Maria Garcia Feb 2026
2 tabs
-- Primary server configuration (postgresql.conf)
-- wal_level = replica
-- max_wal_senders = 10
-- wal_keep_size = 64MB
-- hot_standby = on

-- Create replication user on primary
CREATE USER replicator WITH REPLICATION ENCRYPTED PASSWORD 'password';

-- pg_hba.conf on primary: Allow replication connections
-- host replication replicator replica_ip/32 md5

-- On replica: Create base backup
-- pg_basebackup -h primary_host -D /var/lib/postgresql/data -U replicator -P -R

-- Check replication status on primary
SELECT
  client_addr,
  state,
  sent_lsn,
  write_lsn,
  flush_lsn,
  replay_lsn,
  sync_state,
  pg_wal_lsn_diff(sent_lsn, replay_lsn) AS replication_lag_bytes
FROM pg_stat_replication;

-- Check replication lag in seconds
SELECT
  EXTRACT(EPOCH FROM (now() - pg_last_xact_replay_timestamp()))
  AS replication_lag_seconds;

-- Promote replica to primary (failover)
-- pg_ctl promote -D /var/lib/postgresql/data

-- Or use SQL (PostgreSQL 12+)
SELECT pg_promote();

-- Logical replication setup
-- On primary: Create publication
CREATE PUBLICATION my_publication FOR TABLE users, orders;

-- Or publish all tables
CREATE PUBLICATION all_tables FOR ALL TABLES;

-- On subscriber: Create subscription
CREATE SUBSCRIPTION my_subscription
  CONNECTION 'host=primary_host dbname=mydb user=replicator password=pass'
  PUBLICATION my_publication;

-- Check subscription status
SELECT * FROM pg_stat_subscription;

-- Monitoring replication slots
SELECT
  slot_name,
  slot_type,
  database,
  active,
  pg_wal_lsn_diff(pg_current_wal_lsn(), restart_lsn) AS retained_bytes
FROM pg_replication_slots;

-- Synchronous replication configuration
-- postgresql.conf:
-- synchronous_commit = on
-- synchronous_standby_names = 'replica1,replica2'

-- This ensures commits wait for replica confirmation
2 files · sql Explain with highlit

Replication copies data across multiple servers for redundancy and scalability.
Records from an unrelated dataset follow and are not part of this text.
// ==========================================
// 定制制造扩展 - 作业卡自动生成引擎
// ==========================================
// 职责: 工单提交时按 工序 × 工作站 × 班次 生成草稿作业卡
// 输入: 工单（含工序行、车间）
// 输出: 新建作业卡名称列表
// 红线: 幂等，已存在的组合不重复生成
// ==========================================

use crate::domain::job_card::{JobCard, JobCardKey, JobCardScrapItem};
use crate::domain::types::DocStatus;
use crate::domain::work_order::{BomScrapItem, WorkOrder};
use crate::engine::weight_sync::WeightSyncEngine;
use crate::repository::error::RepositoryResult;
use crate::repository::job_card_repo::JobCardRepository;
use crate::repository::master_data_repo::MasterDataRepository;
use crate::repository::workstation_repo::WorkstationRepository;
use chrono::NaiveDate;
use rusqlite::Connection;
use std::collections::HashMap;
use std::sync::Arc;
use tracing::{info, instrument};
use uuid::Uuid;

// ==========================================
// JobCardGenerator - 作业卡生成引擎
// ==========================================
pub struct JobCardGenerator {
    weight_sync: Arc<WeightSyncEngine>,
}

impl JobCardGenerator {
    pub fn new(weight_sync: Arc<WeightSyncEngine>) -> Self {
        Self { weight_sync }
    }

    /// 为工单生成缺失的作业卡
    ///
    /// # 参数
    /// - `conn`: 调用方持有的连接（事务），任一作业卡写入失败时整体回滚
    /// - `work_order`: 已提交的工单
    /// - `today`: 作业卡过账日期
    ///
    /// # 返回
    /// 新建作业卡名称（未分配车间或班次/工作站/工序为空时返回空列表）
    #[instrument(skip(self, conn, work_order, today), fields(work_order = %work_order.name))]
    pub fn generate_for_work_order(
        &self,
        conn: &Connection,
        work_order: &WorkOrder,
        today: NaiveDate,
    ) -> RepositoryResult<Vec<String>> {
        let plant = match work_order.plant() {
            Some(p) => p,
            None => return Ok(Vec::new()),
        };

        let shifts = MasterDataRepository::list_shifts_on(conn)?;
        if shifts.is_empty() {
            return Ok(Vec::new());
        }

        let workstations = WorkstationRepository::find_by_plant_on(conn, plant)?;
        if workstations.is_empty() {
            return Ok(Vec::new());
        }

        if work_order.operations.is_empty() {
            return Ok(Vec::new());
        }

        let mut existing = JobCardRepository::find_keys_by_work_order_on(conn, &work_order.name)?;
        let mut scrap_by_bom: HashMap<Option<String>, Vec<BomScrapItem>> = HashMap::new();
        let mut created = Vec::new();

        for op in &work_order.operations {
            for workstation in &workstations {
                for shift in &shifts {
                    let key = JobCardKey::new(&op.name, &workstation.name, &shift.name);
                    if existing.contains(&key) {
                        continue;
                    }

                    let bom_no = op
                        .bom
                        .clone()
                        .filter(|b| !b.is_empty())
                        .or_else(|| work_order.bom_no.clone());

                    let mut jc = JobCard::new(new_job_card_name());
                    jc.work_order = Some(work_order.name.clone());
                    jc.workstation = Some(workstation.name.clone());
                    jc.workstation_type = workstation.workstation_type.clone();
                    jc.operation = Some(op.operation.clone());
                    jc.operation_id = Some(op.name.clone());
                    jc.shift_number = Some(shift.name.clone());
                    jc.bom_no = bom_no.clone();
                    jc.sequence_id = op.sequence_id;
                    jc.batch_size = op.batch_size;
                    jc.wip_warehouse = op.wip_warehouse.clone();
                    jc.source_warehouse = op.source_warehouse.clone();
                    jc.hour_rate = op.hour_rate;
                    jc.production_item = work_order.production_item.clone();
                    jc.item_name = work_order.item_name.clone();
                    jc.plant_name = Some(plant.to_string());
                    jc.posting_date = Some(today);
                    jc.for_quantity = work_order.qty;
                    jc.docstatus = DocStatus::Draft;

                    if !scrap_by_bom.contains_key(&bom_no) {
                        let rows = match bom_no.as_deref() {
                            Some(bom) => MasterDataRepository::find_bom_scrap_items_on(conn, bom)?,
                            None => Vec::new(),
                        };
                        scrap_by_bom.insert(bom_no.clone(), rows);
                    }
                    if let Some(rows) = scrap_by_bom.get(&bom_no) {
                        for row in rows {
                            jc.append_scrap_item(JobCardScrapItem {
                                item_code: row.item_code.clone(),
                                item_name: row.item_name.clone(),
                                stock_qty: row.stock_qty,
                                stock_uom: row.stock_uom.clone(),
                                qty: row.stock_qty,
                                ..Default::default()
                            });
                        }
                    }

                    self.weight_sync.prepare_for_save(conn, &mut jc, None, today)?;
                    JobCardRepository::insert_on(conn, &jc)?;

                    existing.insert(key);
                    created.push(jc.name);
                }
            }
        }

        info!(count = created.len(), "作业卡自动生成完成");
        Ok(created)
    }
}

/// 新作业卡名称
pub fn new_job_card_name() -> String {
    format!("JC-{}", Uuid::new_v4().simple())
}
Master-slave replication has one writable primary, multiple read-only replicas. I use read replicas to scale read-heavy workloads. Master-master allows writes to multiple nodes but risks conflicts. Streaming replication in PostgreSQL continuously ships WAL. Logical replication replicates specific tables or databases. Synchronous replication ensures replicas confirm writes—stronger consistency, higher latency. Asynchronous replication is faster but may lose recent commits on failure. Connection pooling via pgBouncer or ProxySQL distributes load. Automatic failover with Patroni or repmgr promotes replicas on primary failure. Understanding replication lag is critical for read consistency. High availability requires monitoring, failover automation, and proper network architecture.